Brief ▸
For the word "MetricFamily", copy every line of the material that includes it.
Top of Supplied material
//! Prometheus Metrics Definitions
//!
//! HTTP request metrics recorded by the middleware live in the global
//! registry. Coordinator counters are rendered per scrape from the
//! [`CoordinatorStats`] behind the router serving `/metrics`, so two routers
//! in one process each report their own totals.

use std::sync::Arc;

use axum::{extract::State, http::StatusCode, response::IntoResponse};
use once_cell::sync::Lazy;
use prometheus::proto::MetricFamily;
use prometheus::{
    register_counter_vec, register_histogram_vec, CounterVec, Encoder, Gauge, HistogramVec,
    IntGaugeVec, Opts, Registry, TextEncoder,
};
use telecache_storage::{CoordinatorStats, StatsSnapshot};

use crate::error::{ApiError, ApiResult};

/// HTTP request latency buckets (seconds)
/// Covers: 1ms, 5ms, 10ms, 25ms, 50ms, 100ms, 250ms, 500ms, 1s, 2.5s, 5s, 10s
const HTTP_LATENCY_BUCKETS: &[f64] = &[
    0.001, 0.005, 0.010, 0.025, 0.050, 0.100, 0.250, 0.500, 1.0, 2.5, 5.0, 10.0,
];

/// Global metrics instance - initialized once at startup
pub static METRICS: Lazy<ApiResult<TelecacheMetrics>> = Lazy::new(TelecacheMetrics::new);

fn registration_error(name: &str, err: prometheus::Error) -> ApiError {
    ApiError::internal_error(format!("Failed to register {}: {}", name, err))
}

/// Container for all Telecache metrics.
#[derive(Clone)]
pub struct TelecacheMetrics {
    /// HTTP request counter - labels: method, path, status
    pub http_requests_total: CounterVec,

    /// HTTP request duration histogram - labels: method, path
    pub http_request_duration_seconds: HistogramVec,
}

impl TelecacheMetrics {
    /// Create and register all metrics with Prometheus.
    pub fn new() -> ApiResult<Self> {
        Ok(Self {
            http_requests_total: register_counter_vec!(
                "telecache_http_requests_total",
                "Total number of HTTP requests",
                &["method", "path", "status"]
            )
            .map_err(|e| registration_error("http_requests_total", e))?,

            http_request_duration_seconds: register_histogram_vec!(
                "telecache_http_request_duration_seconds",
                "HTTP request duration in seconds",
                &["method", "path"],
                HTTP_LATENCY_BUCKETS.to_vec()
            )
            .map_err(|e| registration_error("http_request_duration_seconds", e))?,
        })
    }

    /// Record an HTTP request.
    pub fn record_http_request(&self, method: &str, path: &str, status: u16, duration_secs: f64) {
        let status_str = status.to_string();
        self.http_requests_total
            .with_label_values(&[method, path, status_str.as_str()])
            .inc();
        self.http_request_duration_seconds
            .with_label_values(&[method, path])
            .observe(duration_secs);
    }
}

/// Coordinator gauges for one snapshot, gathered from a registry of their own.
pub fn coordinator_families(
    snapshot: &StatsSnapshot,
) -> Result<Vec<MetricFamily>, prometheus::Error> {
    let registry = Registry::new();
    let events = IntGaugeVec::new(
        Opts::new(
            "telecache_coordinator_events",
            "Cache-aside coordinator events since startup",
        ),
        &["event"],
    )?;
    let hit_ratio = Gauge::new(
        "telecache_cache_hit_ratio",
        "Fraction of retrievals answered from the cache",
    )?;
    registry.register(Box::new(events.clone()))?;
    registry.register(Box::new(hit_ratio.clone()))?;

    let totals = [
        ("cache_hit", snapshot.cache_hits),
        ("cache_miss", snapshot.cache_misses),
        ("corrupt_entry", snapshot.corrupt_entries),
        ("cache_read_failure", snapshot.cache_read_failures),
        ("cache_write_failure", snapshot.cache_write_failures),
        ("repopulation", snapshot.repopulations),
        ("store_fallback", snapshot.store_fallbacks),
        ("ingested", snapshot.ingested),
    ];
    for (event, value) in totals {
        events
            .with_label_values(&[event])
            .set(i64::try_from(value).unwrap_or(i64::MAX));
    }
    hit_ratio.set(snapshot.hit_rate());

    Ok(registry.gather())
}

/// Handler for GET /metrics endpoint.
///
/// Returns Prometheus text format metrics.
#[cfg_attr(feature = "openapi", utoipa::path(
    get,
    path = "/metrics",
    tag = "Observability",
    responses(
        (status = 200, description = "Prometheus metrics in text format", content_type = "text/plain"),
        (status = 500, description = "Failed to encode metrics"),
    ),
))]
pub async fn metrics_handler(State(stats): State<Arc<CoordinatorStats>>) -> impl IntoResponse {
    if let Err(e) = METRICS.as_ref() {
        tracing::error!(error = %e, "Metrics registry unavailable");
    }

    let mut metric_families = prometheus::gather();
    match coordinator_families(&stats.snapshot()) {
        Ok(families) => metric_families.extend(families),
        Err(e) => tracing::error!(error = %e, "Failed to build coordinator metrics"),
    }

    let encoder = TextEncoder::new();
    let mut buffer = Vec::new();

    match encoder.encode(&metric_families, &mut buffer) {
        Ok(_) => (
            StatusCode::OK,
            [("content-type", "text/plain; version=0.0.4; charset=utf-8")],
            buffer,
        ),
        Err(e) => {
            tracing::error!(error = %e, "Failed to encode metrics");
            (
                StatusCode::INTERNAL_SERVER_ERROR,
                [("content-type", "text/plain")],
                format!("Failed to encode metrics: {}", e).into_bytes(),
            )
        }
    }
}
Bottom of Supplied material
Task output ▸
use prometheus::proto::MetricFamily;
) -> Result<Vec<MetricFamily>, prometheus::Error> {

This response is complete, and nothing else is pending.